*** Opening of RECORDS SHOWN ***

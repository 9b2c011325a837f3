//! On-media record format.
//!
//! Every record is `[header: 2][payload: 18]` with an optional trailing
//! checksum byte when the `checksum` feature is enabled. The header packs the
//! total record size between two fixed tag nibbles:
//!
//! ```text
//! byte0 = 0xA | size[7:4]
//! byte1 = size[3:0] | 0x0
//! ```
//!
//! Erased flash (`0xFF 0xFF`) never carries the tags, which is how a written
//! record is told apart from blank space.

use super::{PAYLOAD_SIZE, Payload};

/// Tag in the high nibble of the first header byte
pub const HEADER_PREFIX: u8 = 0xA0;

/// Tag in the low nibble of the second header byte
pub const HEADER_SUFFIX: u8 = 0x00;

pub const HEADER_SIZE: usize = 2;

#[cfg(feature = "checksum")]
pub const CHECKSUM_SIZE: usize = 1;
#[cfg(not(feature = "checksum"))]
pub const CHECKSUM_SIZE: usize = 0;

/// Total bytes one record occupies on flash
pub const RECORD_SIZE: usize = HEADER_SIZE + PAYLOAD_SIZE + CHECKSUM_SIZE;

/// Worst-case size of the next record, used to decide when a page is full
pub const MAX_RECORD_SIZE: usize = RECORD_SIZE;

const _: () = assert!(RECORD_SIZE > 0 && RECORD_SIZE <= u8::MAX as usize);

pub type EncodedRecord = [u8; RECORD_SIZE];

/// Pack a record size into the two header bytes.
pub const fn encode_header(size: u8) -> [u8; HEADER_SIZE] {
    [HEADER_PREFIX | (size >> 4), (size << 4) | HEADER_SUFFIX]
}

/// Recover the record size from two header bytes.
///
/// Returns `None` when either tag nibble is wrong or the size is zero.
pub const fn decode_header(bytes: [u8; HEADER_SIZE]) -> Option<u8> {
    let size = ((bytes[0] & 0x0F) << 4) | ((bytes[1] & 0xF0) >> 4);

    if bytes[0] & 0xF0 == HEADER_PREFIX && bytes[1] & 0x0F == HEADER_SUFFIX && size > 0 {
        Some(size)
    } else {
        None
    }
}

/// Encode a payload into the full record written to the staging buffer.
pub fn encode(payload: &Payload) -> EncodedRecord {
    let mut record = [0u8; RECORD_SIZE];

    record[..HEADER_SIZE].copy_from_slice(&encode_header(RECORD_SIZE as u8));
    record[HEADER_SIZE..HEADER_SIZE + PAYLOAD_SIZE].copy_from_slice(payload);

    #[cfg(feature = "checksum")]
    {
        record[RECORD_SIZE - 1] = checksum8(&record[..RECORD_SIZE - 1]);
    }

    record
}

/// Extract the payload from a record whose header has already been checked.
pub fn payload_of(record: &EncodedRecord) -> Payload {
    let mut payload = [0u8; PAYLOAD_SIZE];
    payload.copy_from_slice(&record[HEADER_SIZE..HEADER_SIZE + PAYLOAD_SIZE]);
    payload
}

/// Two's complement of the byte sum, so a valid record sums to zero.
pub fn checksum8(bytes: &[u8]) -> u8 {
    bytes
        .iter()
        .fold(0u8, |sum, &b| sum.wrapping_add(b))
        .wrapping_neg()
}

/// Check the trailing checksum byte. Always true without the `checksum` feature.
pub fn verify(record: &EncodedRecord) -> bool {
    if CHECKSUM_SIZE == 0 {
        return true;
    }
    record.iter().fold(0u8, |sum, &b| sum.wrapping_add(b)) == 0
}

#[cfg(test)]
mod tests {
    use super::*;

    #[test]
    fn test_record_size() {
        #[cfg(not(feature = "checksum"))]
        assert_eq!(RECORD_SIZE, 20);
        #[cfg(feature = "checksum")]
        assert_eq!(RECORD_SIZE, 21);
    }

    #[test]
    fn test_header_layout() {
        assert_eq!(encode_header(20), [0xA1, 0x40]);
        assert_eq!(encode_header(21), [0xA1, 0x50]);
        assert_eq!(encode_header(0xFF), [0xAF, 0xF0]);
        assert_eq!(encode_header(0x0F), [0xA0, 0xF0]);
    }

    #[test]
    fn test_header_size_survives_encoding() {
        let record = encode(&[0x5A; PAYLOAD_SIZE]);
        let header = [record[0], record[1]];
        assert_eq!(decode_header(header), Some(RECORD_SIZE as u8));
    }

    #[test]
    fn test_decode_rejects_erased_and_foreign_bytes() {
        assert_eq!(decode_header([0xFF, 0xFF]), None);
        assert_eq!(decode_header([0x00, 0x00]), None);
        // Right tags, size zero.
        assert_eq!(decode_header([0xA0, 0x00]), None);
        // Wrong suffix nibble.
        assert_eq!(decode_header([0xA1, 0x41]), None);
        // Wrong prefix nibble.
        assert_eq!(decode_header([0xB1, 0x40]), None);
    }

    #[test]
    fn test_encode_places_payload_after_header() {
        let mut payload = [0u8; PAYLOAD_SIZE];
        payload[0] = 7;
        payload[PAYLOAD_SIZE - 1] = 9;
        let record = encode(&payload);

        assert_eq!(record[2], 7);
        assert_eq!(record[HEADER_SIZE + PAYLOAD_SIZE - 1], 9);
        assert_eq!(payload_of(&record), payload);
        assert!(verify(&record));
    }

    #[test]
    fn test_checksum8_balances_sum() {
        let bytes = [0xA1, 0x50, 0x10, 0x20];
        let sum = bytes.iter().fold(0u8, |s, &b| s.wrapping_add(b));
        assert_eq!(sum.wrapping_add(checksum8(&bytes)), 0);
    }

    #[cfg(feature = "checksum")]
    #[test]
    fn test_verify_detects_flipped_bit() {
        let mut record = encode(&[0x11; PAYLOAD_SIZE]);
        record[5] ^= 0x04;
        assert!(!verify(&record));
    }
}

*** Close of RECORDS SHOWN ***

# WHAT IS EXPECTED
Among the lines of the data above, find those with the word "zero" and show them.

# RESPONSE BELOW
/// Returns `None` when either tag nibble is wrong or the size is zero.
/// Two's complement of the byte sum, so a valid record sums to zero.
        // Right tags, size zero.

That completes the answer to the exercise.